Keilidh hit headlines recently amidst the recent widely reaching Urban Bible Palette controversy, in which Dublin blogger Suzanne Jackson, also known as SoSueMe, was criticised for re-releasing a palette created alongside Keilidh, without crediting her.
The controversy was a substantial one for the Irish makeup industry, leading to a public apology, an explanation on behalf of Jackson's brand, and demands that Keilidh receive full credit for her work. The palette has since been removed from sale on SoSueMe's website, but what remains are the thousands of comments supporting Keilidh's work, her followers genuinely outraged at the palette's re-release.
Her fanbase are loyal, and they are plenty. At any given time, Keilidh can have upwards of one million people watching her do her makeup. "I don't really think about it," she says. "If I was to picture about one million people in a room looking at me I'd freak, I'd run for the hills.
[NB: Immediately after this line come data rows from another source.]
async fn send<S, B>(app: &S, req: test::TestRequest) -> (StatusCode, Value)
where
    S: Service<Request, Response = ServiceResponse<B>, Error = actix_web::Error>,
    B: MessageBody,
{
    let resp = test::call_service(app, req.to_request()).await;
    let status = resp.status();
    let body = test::read_body(resp).await;
    (status, serde_json::from_slice(&body).unwrap_or(Value::Null))
}

/// Insert a user directly and return its id with a bearer header value.
async fn seed_user(state: &AppState, username: &str) -> (i32, String) {
    let user = state
        .users
        .create(NewUser {
            username: username.to_string(),
            email: format!("{username}@example.com"),
            password_hash: "unused".to_string(),
        })
        .await
        .unwrap();
    let token = state.tokens.generate_token(user.id, false).unwrap();
    (user.id, format!("Bearer {token}"))
}

fn stored_files(uploads: &TempDir) -> usize {
    std::fs::read_dir(uploads.path()).unwrap().count()
}

async fn seed_post(state: &AppState, poster_id: i32, title: &str, category: Category) -> i32 {
    let post = NewPost::new(poster_id, title.to_string(), "body".to_string(), category)
        .unwrap()
        .with_image("/uploads/seeded.png");
    state.posts.create(post).await.unwrap().id
}

enum Part<'a> {
    Text(&'a str, &'a str),
    File(&'a str, &'a str, &'a [u8]),
}

fn multipart(req: test::TestRequest, parts: &[Part<'_>]) -> test::TestRequest {
    let mut body = Vec::new();
    for part in parts {
        body.extend_from_slice(format!("--{BOUNDARY}\r\n").as_bytes());
        match part {
            Part::Text(name, value) => {
                body.extend_from_slice(
                    format!("Content-Disposition: form-data; name=\"{name}\"\r\n\r\n{value}")
                        .as_bytes(),
                );
            }
            Part::File(name, filename, bytes) => {
                body.extend_from_slice(
                    format!(
                        "Content-Disposition: form-data; name=\"{name}\"; filename=\"{filename}\"\r\n\
                         Content-Type: application/octet-stream\r\n\r\n"
                    )
                    .as_bytes(),
                );
                body.extend_from_slice(bytes);
            }
        }
        body.extend_from_slice(b"\r\n");
    }
    body.extend_from_slice(format!("--{BOUNDARY}--\r\n").as_bytes());

    req.insert_header((
        header::CONTENT_TYPE,
        format!("multipart/form-data; boundary={BOUNDARY}"),
    ))
    .set_payload(body)
}

#[actix_rt::test]
async fn register_and_login_issue_a_token_for_the_user() {
    let (state, _uploads) = test_state().await;
    let app = app!(state);

    let (status, body) = send(
        &app,
        test::TestRequest::post()
            .uri("/users/register")
            .set_json(json!({"username": "mario", "email": "mario@example.com", "password": "itsame123"})),
    )
    .await;
    assert_eq!(status, StatusCode::CREATED);
    let user_id = body["user_id"].as_i64().unwrap() as i32;

    let (status, body) = send(
        &app,
        test::TestRequest::post()
            .uri("/users/login")
            .set_json(json!({"email": "mario@example.com", "password": "itsame123"})),
    )
    .await;
    assert_eq!(status, StatusCode::OK);
    assert_eq!(body["token_type"], "Bearer");

    let claims = state
        .tokens
        .validate_token(body["token"].as_str().unwrap())
        .unwrap();
    assert_eq!(claims.user_id, user_id);
    assert!(!claims.is_admin);

    let (status, body) = send(
        &app,
        test::TestRequest::post()
            .uri("/users/login")
            .set_json(json!({"email": "mario@example.com", "password": "wrong-password"})),
    )
    .await;
    assert_eq!(status, StatusCode::BAD_REQUEST);
    assert_eq!(body["detail"], "Invalid email or password");
}

#[actix_rt::test]
async fn duplicate_registration_is_rejected_without_insert() {
    let (state, _uploads) = test_state().await;
    let app = app!(state);
    seed_user(&state, "luigi").await;

    let (status, body) = send(
        &app,
        test::TestRequest::post()
            .uri("/users/register")
            .set_json(json!({"username": "luigi", "email": "other@example.com", "password": "password1"})),
    )
    .await;
    assert_eq!(status, StatusCode::BAD_REQUEST);
    assert_eq!(body["detail"], "Username already exists");

    let (status, body) = send(
        &app,
        test::TestRequest::post()
            .uri("/users/register")
            .set_json(json!({"username": "peach", "email": "luigi@example.com", "password": "password1"})),
    )
    .await;
    assert_eq!(status, StatusCode::BAD_REQUEST);
    assert_eq!(body["detail"], "Email already exists");
    assert!(state.users.find_by_username("peach").await.unwrap().is_none());

    let (status, _) = send(
        &app,
        test::TestRequest::post()
            .uri("/users/register")
            .set_json(json!({"username": "toad", "email": "toad@example.com"})),
    )
    .await;
    assert_eq!(status, StatusCode::BAD_REQUEST);
}

#[actix_rt::test]
async fn missing_or_invalid_tokens_are_unauthorized() {
    let (state, _uploads) = test_state().await;
    let app = app!(state);
    let like = json!({"target_id": 1, "type": "post"});

    let (status, _) = send(
        &app,
        test::TestRequest::post().uri("/likes").set_json(&like),
    )
    .await;
    assert_eq!(status, StatusCode::UNAUTHORIZED);

    let (status, _) = send(
        &app,
        test::TestRequest::post()
            .uri("/likes")
            .insert_header((header::AUTHORIZATION, "Bearer not-a-jwt"))
            .set_json(&like),
    )
    .await;
    assert_eq!(status, StatusCode::UNAUTHORIZED);

    // Optional auth still rejects a forged token.
    let (status, _) = send(
        &app,
        test::TestRequest::get()
            .uri("/posts")
            .insert_header((header::AUTHORIZATION, "Bearer not-a-jwt")),
    )
    .await;
    assert_eq!(status, StatusCode::UNAUTHORIZED);
}

#[actix_rt::test]
async fn liking_twice_and_unliking_nothing_are_rejected() {
    let (state, _uploads) = test_state().await;
    let app = app!(state);
    let (author, _) = seed_user(&state, "link").await;
    let (_, fan) = seed_user(&state, "zelda").await;
    let post_id = seed_post(&state, author, "Hyrule", Category::Games).await;
    let like = json!({"target_id": post_id, "type": "post"});

    let (status, _) = send(
        &app,
        test::TestRequest::post()
            .uri("/likes")
            .insert_header((header::AUTHORIZATION, fan.as_str()))
            .set_json(&like),
    )
    .await;
    assert_eq!(status, StatusCode::CREATED);

    let (status, body) = send(
        &app,
        test::TestRequest::post()
            .uri("/likes")
            .insert_header((header::AUTHORIZATION, fan.as_str()))
            .set_json(&like),
    )
    .await;
    assert_eq!(status, StatusCode::BAD_REQUEST);
    assert_eq!(body["detail"], "Like already exists");

    let (status, body) = send(
        &app,
        test::TestRequest::get()
            .uri(&format!("/posts/{post_id}"))
            .insert_header((header::AUTHORIZATION, fan.as_str())),
    )
    .await;
    assert_eq!(status, StatusCode::OK);
    assert_eq!(body["post"]["like_count"], 1);
    assert_eq!(body["post"]["liked"], true);
    assert_eq!(body["post"]["category"], "G");

    let (status, _) = send(
        &app,
        test::TestRequest::delete()
            .uri("/likes")
            .insert_header((header::AUTHORIZATION, fan.as_str()))
            .set_json(&like),
    )
    .await;
    assert_eq!(status, StatusCode::OK);

    let (status, body) = send(
        &app,
        test::TestRequest::delete()
            .uri("/likes")
            .insert_header((header::AUTHORIZATION, fan.as_str()))
            .set_json(&like),
    )
    .await;
    assert_eq!(status, StatusCode::BAD_REQUEST);
    assert_eq!(body["detail"], "Like does not exist");

    let (status, body) = send(
        &app,
        test::TestRequest::post()
            .uri("/likes")
            .insert_header((header::AUTHORIZATION, fan.as_str()))
            .set_json(json!({"target_id": 4242, "type": "reply"})),
    )
    .await;
    assert_eq!(status, StatusCode::NOT_FOUND);
    assert_eq!(body["detail"], "Reply not found");

    let (status, _) = send(
        &app,
        test::TestRequest::post()
            .uri("/likes")
            .insert_header((header::AUTHORIZATION, fan.as_str()))
            .set_json(json!({"target_id": post_id, "type": "comment"})),
    )
    .await;
    assert_eq!(status, StatusCode::BAD_REQUEST);
}

#[actix_rt::test]
async fn reply_lifecycle_keeps_counter_and_enforces_ownership() {
    let (state, _uploads) = test_state().await;
    let app = app!(state);
    let (author, author_auth) = seed_user(&state, "samus").await;
    let (_, replier_auth) = seed_user(&state, "ridley").await;
    let post_id = seed_post(&state, author, "Metroid", Category::Games).await;

    let (status, body) = send(
        &app,
        multipart(
            test::TestRequest::post()
                .uri("/replies")
                .insert_header((header::AUTHORIZATION, replier_auth.as_str())),
            &[
                Part::Text("post_id", &post_id.to_string()),
                Part::Text("body", "Great game"),
                Part::File("image_url", "shot.JPG", PNG),
            ],
        ),
    )
    .await;
    assert_eq!(status, StatusCode::CREATED);
    let reply_id = body["reply_id"].as_i64().unwrap();

    let (_, body) = send(&app, test::TestRequest::get().uri(&format!("/posts/{post_id}"))).await;
    assert_eq!(body["post"]["reply_count"], 1);
    assert_eq!(body["post"]["liked"], false);
    let image_url = body["replies"][0]["image_url"].as_str().unwrap().to_string();
    assert!(image_url.starts_with("/uploads/") && image_url.ends_with(".jpg"));

    let (status, _) = send(
        &app,
        test::TestRequest::delete()
            .uri(&format!("/replies/{reply_id}"))
            .insert_header((header::AUTHORIZATION, author_auth.as_str())),
    )
    .await;
    assert_eq!(status, StatusCode::FORBIDDEN);

    let (status, _) = send(
        &app,
        test::TestRequest::delete()
            .uri(&format!("/replies/{reply_id}"))
            .insert_header((header::AUTHORIZATION, replier_auth.as_str())),
    )
    .await;
    assert_eq!(status, StatusCode::OK);

    let (_, body) = send(&app, test::TestRequest::get().uri(&format!("/posts/{post_id}"))).await;
    assert_eq!(body["post"]["reply_count"], 0);
    assert_eq!(body["replies"], json!([]));

    let (status, _) = send(&app, test::TestRequest::get().uri(&image_url)).await;
    assert_eq!(status, StatusCode::NOT_FOUND);

    let (status, body) = send(
        &app,
        multipart(
            test::TestRequest::post()
                .uri("/replies")
                .insert_header((header::AUTHORIZATION, replier_auth.as_str())),
            &[Part::Text("post_id", "9999"), Part::Text("body", "hello?")],
        ),
    )
    .await;
    assert_eq!(status, StatusCode::NOT_FOUND);
    assert_eq!(body["detail"], "Post not found");
}

#[actix_rt::test]
async fn only_owner_or_admin_may_delete_a_post() {
    let (state, _uploads) = test_state().await;
    let app = app!(state);
    let (author, _) = seed_user(&state, "kirby").await;
    let (_, stranger) = seed_user(&state, "dedede").await;
    let post_id = seed_post(&state, author, "Dream Land", Category::Games).await;

    let (status, body) = send(
        &app,
        test::TestRequest::delete()
            .uri(&format!("/posts/{post_id}"))
            .insert_header((header::AUTHORIZATION, stranger.as_str())),
    )
    .await;
    assert_eq!(status, StatusCode::FORBIDDEN);
    assert_eq!(body["status"], 403);

    let admin = state.tokens.generate_token(9999, true).unwrap();
    let (status, _) = send(
        &app,
        test::TestRequest::delete()
            .uri(&format!("/posts/{post_id}"))
            .insert_header((header::AUTHORIZATION, format!("Bearer {admin}"))),
    )
    .await;
    assert_eq!(status, StatusCode::OK);

    let (status, _) = send(&app, test::TestRequest::get().uri(&format!("/posts/{post_id}"))).await;
    assert_eq!(status, StatusCode::NOT_FOUND);
}

#[actix_rt::test]
async fn feed_pagination_and_filters() {
    let (state, _uploads) = test_state().await;
    let app = app!(state);
    let (author, _) = seed_user(&state, "cloud").await;
    seed_post(&state, author, "Midgar", Category::Games).await;
    seed_post(&state, author, "Advent Children", Category::FilmTv).await;
    seed_post(&state, author, "One Winged Angel", Category::Music).await;

    let (status, body) = send(&app, test::TestRequest::get().uri("/posts?limit=2")).await;
    assert_eq!(status, StatusCode::OK);
    assert_eq!(body["totalPosts"], 3);
    assert_eq!(body["totalPages"], 2);
    assert_eq!(body["currentPage"], 1);
    assert_eq!(body["posts"].as_array().unwrap().len(), 2);
    assert_eq!(body["posts"][0]["title"], "One Winged Angel");

    let (status, body) = send(&app, test::TestRequest::get().uri("/posts?limit=2&page=5")).await;
    assert_eq!(status, StatusCode::OK);
    assert_eq!(body["posts"], json!([]));
    assert_eq!(body["totalPosts"], 3);

    let (_, body) = send(
        &app,
        test::TestRequest::get().uri("/posts?categories=Music,F&searchQuery=CHILD"),
    )
    .await;
    assert_eq!(body["totalPosts"], 1);
    assert_eq!(body["posts"][0]["title"], "Advent Children");

    for bad in [
        "/posts?limit=0",
        "/posts?page=0",
        "/posts?categories=Books",
        "/posts?ageRange=Decade",
        "/posts?page=abc",
        "/posts?page=9223372036854775807&limit=100",
    ] {
        let (status, _) = send(&app, test::TestRequest::get().uri(bad)).await;
        assert_eq!(status, StatusCode::BAD_REQUEST, "{bad}");
    }
}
"It's hard because you don't want to get fixated on the numbers, you don't want to put your value down to numbers. But then you think, these are real people, these people are supporting you. I try to get the balance between appreciating people's support and not getting freaked out."
Creating KASH Beauty was always Keilidh's end goal. But at just 24-years-old, the MUA has got a lot more to give. "You hope it but you never think it's going to happen this early on," she says. "I still don't feel like it's real, I feel like I'm gonna wake up some day.
"My dream was to sit in my room all day and think of different artistic concepts. I'm literally living my dream. Knowing someone is feeling confident and beautiful because of my brand, that's the best feeling in the world."